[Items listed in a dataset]
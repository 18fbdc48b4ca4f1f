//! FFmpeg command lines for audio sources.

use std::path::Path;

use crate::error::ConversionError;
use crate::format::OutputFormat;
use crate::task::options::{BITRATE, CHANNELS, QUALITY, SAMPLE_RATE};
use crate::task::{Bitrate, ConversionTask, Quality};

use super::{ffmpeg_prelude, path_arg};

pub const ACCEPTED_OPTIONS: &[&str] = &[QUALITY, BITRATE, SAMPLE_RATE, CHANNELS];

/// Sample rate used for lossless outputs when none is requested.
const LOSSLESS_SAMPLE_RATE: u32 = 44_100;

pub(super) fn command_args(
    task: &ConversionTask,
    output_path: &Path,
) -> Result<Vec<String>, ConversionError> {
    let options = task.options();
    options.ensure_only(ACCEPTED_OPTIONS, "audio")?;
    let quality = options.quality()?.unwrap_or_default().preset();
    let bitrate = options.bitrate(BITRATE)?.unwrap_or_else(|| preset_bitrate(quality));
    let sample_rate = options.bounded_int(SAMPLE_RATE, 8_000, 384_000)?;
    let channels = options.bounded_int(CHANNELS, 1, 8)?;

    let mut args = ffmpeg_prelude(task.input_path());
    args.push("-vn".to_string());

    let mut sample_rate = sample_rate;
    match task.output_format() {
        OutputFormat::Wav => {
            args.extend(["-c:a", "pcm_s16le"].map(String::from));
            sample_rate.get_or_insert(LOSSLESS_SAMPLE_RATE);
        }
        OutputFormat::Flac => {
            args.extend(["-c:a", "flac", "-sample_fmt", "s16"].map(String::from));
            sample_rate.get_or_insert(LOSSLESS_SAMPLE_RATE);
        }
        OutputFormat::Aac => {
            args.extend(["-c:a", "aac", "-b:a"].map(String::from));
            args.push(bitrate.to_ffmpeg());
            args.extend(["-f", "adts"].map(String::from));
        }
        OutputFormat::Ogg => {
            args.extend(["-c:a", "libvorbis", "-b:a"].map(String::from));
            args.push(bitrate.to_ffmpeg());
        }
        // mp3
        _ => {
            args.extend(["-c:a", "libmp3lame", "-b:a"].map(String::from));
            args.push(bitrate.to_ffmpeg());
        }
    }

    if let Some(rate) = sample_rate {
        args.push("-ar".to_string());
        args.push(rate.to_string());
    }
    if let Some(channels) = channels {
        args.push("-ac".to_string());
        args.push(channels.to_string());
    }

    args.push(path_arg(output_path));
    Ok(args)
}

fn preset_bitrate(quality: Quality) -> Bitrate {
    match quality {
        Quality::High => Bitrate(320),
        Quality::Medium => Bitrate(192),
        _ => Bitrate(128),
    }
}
==
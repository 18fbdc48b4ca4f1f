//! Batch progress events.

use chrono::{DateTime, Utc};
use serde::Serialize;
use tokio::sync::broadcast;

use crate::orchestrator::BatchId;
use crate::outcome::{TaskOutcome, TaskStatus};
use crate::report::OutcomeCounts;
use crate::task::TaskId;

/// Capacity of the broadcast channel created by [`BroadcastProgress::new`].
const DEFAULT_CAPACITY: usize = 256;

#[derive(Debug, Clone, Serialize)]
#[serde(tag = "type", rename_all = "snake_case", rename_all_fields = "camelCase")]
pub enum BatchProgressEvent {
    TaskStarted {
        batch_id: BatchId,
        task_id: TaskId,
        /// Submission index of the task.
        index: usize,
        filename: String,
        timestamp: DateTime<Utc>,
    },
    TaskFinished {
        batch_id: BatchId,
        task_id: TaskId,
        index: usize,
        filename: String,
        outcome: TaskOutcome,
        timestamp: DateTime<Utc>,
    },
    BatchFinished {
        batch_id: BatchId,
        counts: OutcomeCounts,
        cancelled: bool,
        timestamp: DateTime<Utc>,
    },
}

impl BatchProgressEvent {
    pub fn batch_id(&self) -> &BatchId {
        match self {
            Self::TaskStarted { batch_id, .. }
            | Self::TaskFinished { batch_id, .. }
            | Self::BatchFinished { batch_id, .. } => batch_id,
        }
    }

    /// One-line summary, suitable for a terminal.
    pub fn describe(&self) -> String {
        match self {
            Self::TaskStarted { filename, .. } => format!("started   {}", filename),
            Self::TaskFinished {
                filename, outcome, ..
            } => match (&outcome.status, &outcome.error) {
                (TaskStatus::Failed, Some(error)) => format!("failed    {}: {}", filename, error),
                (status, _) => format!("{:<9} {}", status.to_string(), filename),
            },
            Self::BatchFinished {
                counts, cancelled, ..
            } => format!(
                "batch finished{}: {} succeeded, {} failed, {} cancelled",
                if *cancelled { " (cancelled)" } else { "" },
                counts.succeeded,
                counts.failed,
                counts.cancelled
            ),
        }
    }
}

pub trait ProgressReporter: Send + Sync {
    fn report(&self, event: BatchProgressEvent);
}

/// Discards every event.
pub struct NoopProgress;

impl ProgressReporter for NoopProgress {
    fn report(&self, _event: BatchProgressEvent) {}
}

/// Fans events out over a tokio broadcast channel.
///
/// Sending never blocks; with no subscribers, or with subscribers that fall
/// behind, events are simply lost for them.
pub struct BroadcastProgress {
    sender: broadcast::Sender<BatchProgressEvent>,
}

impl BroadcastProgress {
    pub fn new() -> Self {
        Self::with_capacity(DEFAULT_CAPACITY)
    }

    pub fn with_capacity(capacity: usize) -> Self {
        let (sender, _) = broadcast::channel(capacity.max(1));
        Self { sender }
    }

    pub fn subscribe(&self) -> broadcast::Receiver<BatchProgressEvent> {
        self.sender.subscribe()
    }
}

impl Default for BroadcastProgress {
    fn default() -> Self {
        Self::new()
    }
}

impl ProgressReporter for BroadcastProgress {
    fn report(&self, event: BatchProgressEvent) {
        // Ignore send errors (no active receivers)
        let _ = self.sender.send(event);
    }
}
--
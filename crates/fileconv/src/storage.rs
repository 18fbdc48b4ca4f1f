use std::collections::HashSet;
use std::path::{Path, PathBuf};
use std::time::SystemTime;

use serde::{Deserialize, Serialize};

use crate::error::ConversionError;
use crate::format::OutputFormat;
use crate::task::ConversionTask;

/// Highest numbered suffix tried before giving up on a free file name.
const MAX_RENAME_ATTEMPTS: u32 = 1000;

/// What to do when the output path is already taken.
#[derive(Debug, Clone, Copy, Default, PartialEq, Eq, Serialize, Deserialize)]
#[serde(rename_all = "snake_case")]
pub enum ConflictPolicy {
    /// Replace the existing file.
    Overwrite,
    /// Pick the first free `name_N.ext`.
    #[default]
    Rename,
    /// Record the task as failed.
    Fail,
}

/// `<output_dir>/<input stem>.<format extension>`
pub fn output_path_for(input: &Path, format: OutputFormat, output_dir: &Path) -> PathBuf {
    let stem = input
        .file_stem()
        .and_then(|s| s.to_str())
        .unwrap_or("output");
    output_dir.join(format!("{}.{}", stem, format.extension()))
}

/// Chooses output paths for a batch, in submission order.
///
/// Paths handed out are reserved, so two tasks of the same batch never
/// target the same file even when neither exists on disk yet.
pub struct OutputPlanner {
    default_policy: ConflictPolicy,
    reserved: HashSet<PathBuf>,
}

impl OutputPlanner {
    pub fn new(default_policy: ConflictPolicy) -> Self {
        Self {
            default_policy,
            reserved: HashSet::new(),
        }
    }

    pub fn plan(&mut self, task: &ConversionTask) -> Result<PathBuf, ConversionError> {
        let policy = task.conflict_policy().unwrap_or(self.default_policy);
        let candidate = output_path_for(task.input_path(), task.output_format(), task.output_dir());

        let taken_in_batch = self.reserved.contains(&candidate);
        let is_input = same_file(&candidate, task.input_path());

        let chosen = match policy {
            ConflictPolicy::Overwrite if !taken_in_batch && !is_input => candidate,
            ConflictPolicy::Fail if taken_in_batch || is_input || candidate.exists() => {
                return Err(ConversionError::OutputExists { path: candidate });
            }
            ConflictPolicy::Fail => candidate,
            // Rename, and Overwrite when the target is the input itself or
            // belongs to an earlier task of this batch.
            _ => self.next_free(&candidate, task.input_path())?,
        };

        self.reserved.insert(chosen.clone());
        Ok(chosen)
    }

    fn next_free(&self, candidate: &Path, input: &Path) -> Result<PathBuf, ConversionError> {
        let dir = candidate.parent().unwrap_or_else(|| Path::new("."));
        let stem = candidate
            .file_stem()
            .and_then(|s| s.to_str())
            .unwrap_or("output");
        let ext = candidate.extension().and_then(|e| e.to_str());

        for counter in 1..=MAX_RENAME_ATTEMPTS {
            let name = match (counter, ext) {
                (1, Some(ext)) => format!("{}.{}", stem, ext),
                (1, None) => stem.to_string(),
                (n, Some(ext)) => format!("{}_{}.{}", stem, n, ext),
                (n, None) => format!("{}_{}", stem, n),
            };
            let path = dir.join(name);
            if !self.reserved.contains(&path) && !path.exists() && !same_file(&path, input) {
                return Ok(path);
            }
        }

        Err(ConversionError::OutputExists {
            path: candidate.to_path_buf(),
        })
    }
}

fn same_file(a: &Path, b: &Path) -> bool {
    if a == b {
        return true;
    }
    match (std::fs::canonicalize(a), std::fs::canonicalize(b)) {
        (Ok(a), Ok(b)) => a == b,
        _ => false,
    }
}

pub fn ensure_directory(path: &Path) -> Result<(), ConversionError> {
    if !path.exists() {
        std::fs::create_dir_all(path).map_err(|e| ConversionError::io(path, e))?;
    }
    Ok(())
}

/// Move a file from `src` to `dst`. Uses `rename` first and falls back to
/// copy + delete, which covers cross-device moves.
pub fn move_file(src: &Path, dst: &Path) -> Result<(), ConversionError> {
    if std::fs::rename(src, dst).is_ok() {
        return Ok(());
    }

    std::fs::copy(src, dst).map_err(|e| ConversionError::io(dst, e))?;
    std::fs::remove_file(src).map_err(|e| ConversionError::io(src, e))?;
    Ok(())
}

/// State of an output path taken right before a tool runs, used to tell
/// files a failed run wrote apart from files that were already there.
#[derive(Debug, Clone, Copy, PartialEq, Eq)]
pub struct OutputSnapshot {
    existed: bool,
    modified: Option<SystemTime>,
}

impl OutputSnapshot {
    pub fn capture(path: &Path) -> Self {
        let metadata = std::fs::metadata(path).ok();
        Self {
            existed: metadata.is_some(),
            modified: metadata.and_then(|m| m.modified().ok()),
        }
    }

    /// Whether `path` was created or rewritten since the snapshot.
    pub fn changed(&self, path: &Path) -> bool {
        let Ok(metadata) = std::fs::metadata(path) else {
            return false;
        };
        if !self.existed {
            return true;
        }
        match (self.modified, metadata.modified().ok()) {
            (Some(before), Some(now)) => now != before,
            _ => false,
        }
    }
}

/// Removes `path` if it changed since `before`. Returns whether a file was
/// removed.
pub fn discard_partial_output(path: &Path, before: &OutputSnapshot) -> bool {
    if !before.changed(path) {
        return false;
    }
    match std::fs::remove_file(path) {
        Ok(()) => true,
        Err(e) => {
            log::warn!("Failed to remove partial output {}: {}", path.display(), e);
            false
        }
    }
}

▶ _Aim of the exercise_
Your answer should be the lines above, from the line containing "fn report(&self, event: BatchProgressEvent);" up to and including the line containing "pub fn new()", reproduced exactly and with nothing else.

▶ _Task solution_
    fn report(&self, event: BatchProgressEvent);
}

/// Discards every event.
pub struct NoopProgress;

impl ProgressReporter for NoopProgress {
    fn report(&self, _event: BatchProgressEvent) {}
}

/// Fans events out over a tokio broadcast channel.
///
/// Sending never blocks; with no subscribers, or with subscribers that fall
/// behind, events are simply lost for them.
pub struct BroadcastProgress {
    sender: broadcast::Sender<BatchProgressEvent>,
}

impl BroadcastProgress {
    pub fn new() -> Self {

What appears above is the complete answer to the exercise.